• **Your goal**:
In the material below, find each line with the string "UpdateMessage" and copy it.

● ● ● ● ● ● ●

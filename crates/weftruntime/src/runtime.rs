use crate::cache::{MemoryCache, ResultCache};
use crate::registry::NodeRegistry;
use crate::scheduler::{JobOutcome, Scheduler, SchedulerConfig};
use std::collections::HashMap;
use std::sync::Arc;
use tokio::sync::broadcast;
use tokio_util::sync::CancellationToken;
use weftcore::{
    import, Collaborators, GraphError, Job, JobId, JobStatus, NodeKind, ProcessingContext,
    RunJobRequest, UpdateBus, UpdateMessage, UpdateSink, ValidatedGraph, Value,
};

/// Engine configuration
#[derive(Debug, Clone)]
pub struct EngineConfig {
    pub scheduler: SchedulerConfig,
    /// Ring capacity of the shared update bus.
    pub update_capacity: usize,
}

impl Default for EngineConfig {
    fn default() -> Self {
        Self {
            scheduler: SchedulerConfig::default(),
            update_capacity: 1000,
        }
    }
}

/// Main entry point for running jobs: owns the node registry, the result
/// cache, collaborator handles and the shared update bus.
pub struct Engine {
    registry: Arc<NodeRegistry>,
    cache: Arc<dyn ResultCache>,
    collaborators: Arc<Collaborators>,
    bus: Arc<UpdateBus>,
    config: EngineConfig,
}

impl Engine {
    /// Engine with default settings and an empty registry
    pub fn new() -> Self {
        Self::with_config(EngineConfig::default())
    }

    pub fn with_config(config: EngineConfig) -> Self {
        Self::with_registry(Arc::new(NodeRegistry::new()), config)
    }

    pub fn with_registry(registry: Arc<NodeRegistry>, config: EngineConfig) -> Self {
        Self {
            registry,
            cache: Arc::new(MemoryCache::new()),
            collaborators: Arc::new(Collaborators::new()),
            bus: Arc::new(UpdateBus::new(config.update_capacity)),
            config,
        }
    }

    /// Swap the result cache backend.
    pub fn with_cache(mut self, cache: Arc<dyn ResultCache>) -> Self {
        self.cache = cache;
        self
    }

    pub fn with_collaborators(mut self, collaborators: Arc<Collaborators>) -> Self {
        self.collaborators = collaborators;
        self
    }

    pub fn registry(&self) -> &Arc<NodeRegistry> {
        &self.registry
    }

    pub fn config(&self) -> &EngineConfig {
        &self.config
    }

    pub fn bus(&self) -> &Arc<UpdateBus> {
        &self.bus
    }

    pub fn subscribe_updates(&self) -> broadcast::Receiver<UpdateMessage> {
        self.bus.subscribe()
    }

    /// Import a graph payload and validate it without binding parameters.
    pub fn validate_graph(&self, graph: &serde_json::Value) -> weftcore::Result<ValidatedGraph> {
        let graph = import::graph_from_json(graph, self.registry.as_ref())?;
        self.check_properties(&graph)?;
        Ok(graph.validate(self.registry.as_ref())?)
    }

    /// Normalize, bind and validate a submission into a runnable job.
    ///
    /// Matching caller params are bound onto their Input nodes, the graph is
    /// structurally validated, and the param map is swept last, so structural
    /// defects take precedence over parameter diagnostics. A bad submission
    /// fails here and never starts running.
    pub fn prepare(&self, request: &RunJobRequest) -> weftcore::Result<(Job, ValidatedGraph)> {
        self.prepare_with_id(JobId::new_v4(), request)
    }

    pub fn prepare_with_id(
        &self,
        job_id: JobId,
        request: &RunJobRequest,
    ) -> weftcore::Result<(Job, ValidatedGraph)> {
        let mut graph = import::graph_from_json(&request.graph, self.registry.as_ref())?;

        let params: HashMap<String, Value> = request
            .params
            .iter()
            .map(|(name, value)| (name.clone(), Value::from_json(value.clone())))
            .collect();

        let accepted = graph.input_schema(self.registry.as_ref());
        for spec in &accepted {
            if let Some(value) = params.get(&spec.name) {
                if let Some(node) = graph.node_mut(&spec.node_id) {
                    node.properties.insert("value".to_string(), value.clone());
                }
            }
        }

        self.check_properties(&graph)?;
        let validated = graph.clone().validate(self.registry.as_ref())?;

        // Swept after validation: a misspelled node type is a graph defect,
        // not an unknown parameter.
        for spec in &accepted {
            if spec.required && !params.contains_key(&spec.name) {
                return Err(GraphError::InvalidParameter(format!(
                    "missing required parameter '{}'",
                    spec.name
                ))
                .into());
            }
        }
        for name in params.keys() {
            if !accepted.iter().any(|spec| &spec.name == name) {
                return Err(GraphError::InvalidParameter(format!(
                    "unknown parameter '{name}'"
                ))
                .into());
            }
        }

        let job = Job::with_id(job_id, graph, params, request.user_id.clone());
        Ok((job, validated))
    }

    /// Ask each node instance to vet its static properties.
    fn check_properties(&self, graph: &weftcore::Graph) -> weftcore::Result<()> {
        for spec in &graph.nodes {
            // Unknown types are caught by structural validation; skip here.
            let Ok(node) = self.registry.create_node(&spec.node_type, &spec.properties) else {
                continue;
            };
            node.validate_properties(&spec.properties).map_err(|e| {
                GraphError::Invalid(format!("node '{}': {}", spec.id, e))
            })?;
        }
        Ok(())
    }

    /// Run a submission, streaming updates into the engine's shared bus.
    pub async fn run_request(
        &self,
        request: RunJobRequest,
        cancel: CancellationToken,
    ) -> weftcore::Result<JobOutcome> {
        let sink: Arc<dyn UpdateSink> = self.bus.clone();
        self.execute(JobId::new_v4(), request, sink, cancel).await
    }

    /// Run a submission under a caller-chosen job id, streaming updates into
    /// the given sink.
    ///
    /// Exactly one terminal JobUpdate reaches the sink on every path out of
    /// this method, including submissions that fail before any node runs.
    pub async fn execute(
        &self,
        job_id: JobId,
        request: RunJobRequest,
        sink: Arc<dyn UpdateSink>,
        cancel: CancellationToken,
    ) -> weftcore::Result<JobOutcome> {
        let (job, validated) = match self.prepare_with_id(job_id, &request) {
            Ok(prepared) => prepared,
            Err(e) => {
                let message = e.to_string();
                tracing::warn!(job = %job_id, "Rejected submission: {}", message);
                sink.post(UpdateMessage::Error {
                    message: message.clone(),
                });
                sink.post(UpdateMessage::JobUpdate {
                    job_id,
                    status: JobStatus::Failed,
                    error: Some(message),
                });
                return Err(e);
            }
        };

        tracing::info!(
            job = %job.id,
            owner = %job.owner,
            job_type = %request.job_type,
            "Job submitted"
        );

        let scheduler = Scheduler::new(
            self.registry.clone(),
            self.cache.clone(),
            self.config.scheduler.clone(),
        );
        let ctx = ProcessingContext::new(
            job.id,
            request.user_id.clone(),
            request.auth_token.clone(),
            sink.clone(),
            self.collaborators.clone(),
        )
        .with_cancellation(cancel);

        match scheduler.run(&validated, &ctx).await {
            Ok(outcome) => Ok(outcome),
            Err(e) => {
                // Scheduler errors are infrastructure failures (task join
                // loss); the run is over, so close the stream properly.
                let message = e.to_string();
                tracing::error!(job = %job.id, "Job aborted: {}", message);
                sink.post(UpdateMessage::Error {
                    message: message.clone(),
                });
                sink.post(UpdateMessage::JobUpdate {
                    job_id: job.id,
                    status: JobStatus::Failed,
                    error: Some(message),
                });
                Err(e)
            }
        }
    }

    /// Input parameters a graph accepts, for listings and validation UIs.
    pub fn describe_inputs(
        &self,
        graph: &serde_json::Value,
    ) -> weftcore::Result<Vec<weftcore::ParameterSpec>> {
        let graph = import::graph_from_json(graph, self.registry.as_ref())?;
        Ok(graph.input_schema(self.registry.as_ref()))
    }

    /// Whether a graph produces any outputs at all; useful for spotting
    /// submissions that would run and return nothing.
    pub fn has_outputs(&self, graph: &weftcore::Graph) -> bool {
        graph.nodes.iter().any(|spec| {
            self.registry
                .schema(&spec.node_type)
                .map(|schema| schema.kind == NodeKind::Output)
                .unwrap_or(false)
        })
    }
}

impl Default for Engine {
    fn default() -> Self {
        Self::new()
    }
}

● ● ● ● ● ● ●

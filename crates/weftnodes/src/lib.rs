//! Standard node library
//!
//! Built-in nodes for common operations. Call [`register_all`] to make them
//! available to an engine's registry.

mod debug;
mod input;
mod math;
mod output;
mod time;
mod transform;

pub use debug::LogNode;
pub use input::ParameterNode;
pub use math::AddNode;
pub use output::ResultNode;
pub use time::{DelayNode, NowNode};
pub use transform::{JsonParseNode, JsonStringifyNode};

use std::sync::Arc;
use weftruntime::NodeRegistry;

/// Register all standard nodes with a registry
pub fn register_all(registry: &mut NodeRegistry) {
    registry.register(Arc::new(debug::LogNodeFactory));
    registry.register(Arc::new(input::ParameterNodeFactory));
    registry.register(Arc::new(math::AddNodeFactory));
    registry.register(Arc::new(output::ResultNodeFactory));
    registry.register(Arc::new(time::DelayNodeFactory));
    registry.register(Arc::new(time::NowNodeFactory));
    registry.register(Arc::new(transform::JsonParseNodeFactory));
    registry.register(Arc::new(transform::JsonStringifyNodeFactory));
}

● ● ● ● ● ● ●

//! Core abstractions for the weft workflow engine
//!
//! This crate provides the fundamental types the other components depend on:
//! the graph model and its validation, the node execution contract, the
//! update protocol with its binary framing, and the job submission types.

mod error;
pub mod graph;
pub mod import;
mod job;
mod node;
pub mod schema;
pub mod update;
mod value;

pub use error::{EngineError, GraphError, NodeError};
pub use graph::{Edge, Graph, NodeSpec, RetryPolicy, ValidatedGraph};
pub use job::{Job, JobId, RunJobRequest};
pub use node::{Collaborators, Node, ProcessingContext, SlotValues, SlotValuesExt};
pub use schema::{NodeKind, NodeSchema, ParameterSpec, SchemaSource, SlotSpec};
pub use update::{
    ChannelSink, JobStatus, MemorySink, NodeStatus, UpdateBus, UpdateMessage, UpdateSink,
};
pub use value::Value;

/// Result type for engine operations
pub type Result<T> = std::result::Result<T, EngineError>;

● ● ● ● ● ● ●

• **Exercise solution**:
    RunJobRequest, UpdateBus, UpdateMessage, UpdateSink, ValidatedGraph, Value,
    pub fn subscribe_updates(&self) -> broadcast::Receiver<UpdateMessage> {
                sink.post(UpdateMessage::Error {
                sink.post(UpdateMessage::JobUpdate {
                sink.post(UpdateMessage::Error {
                sink.post(UpdateMessage::JobUpdate {
    ChannelSink, JobStatus, MemorySink, NodeStatus, UpdateBus, UpdateMessage, UpdateSink,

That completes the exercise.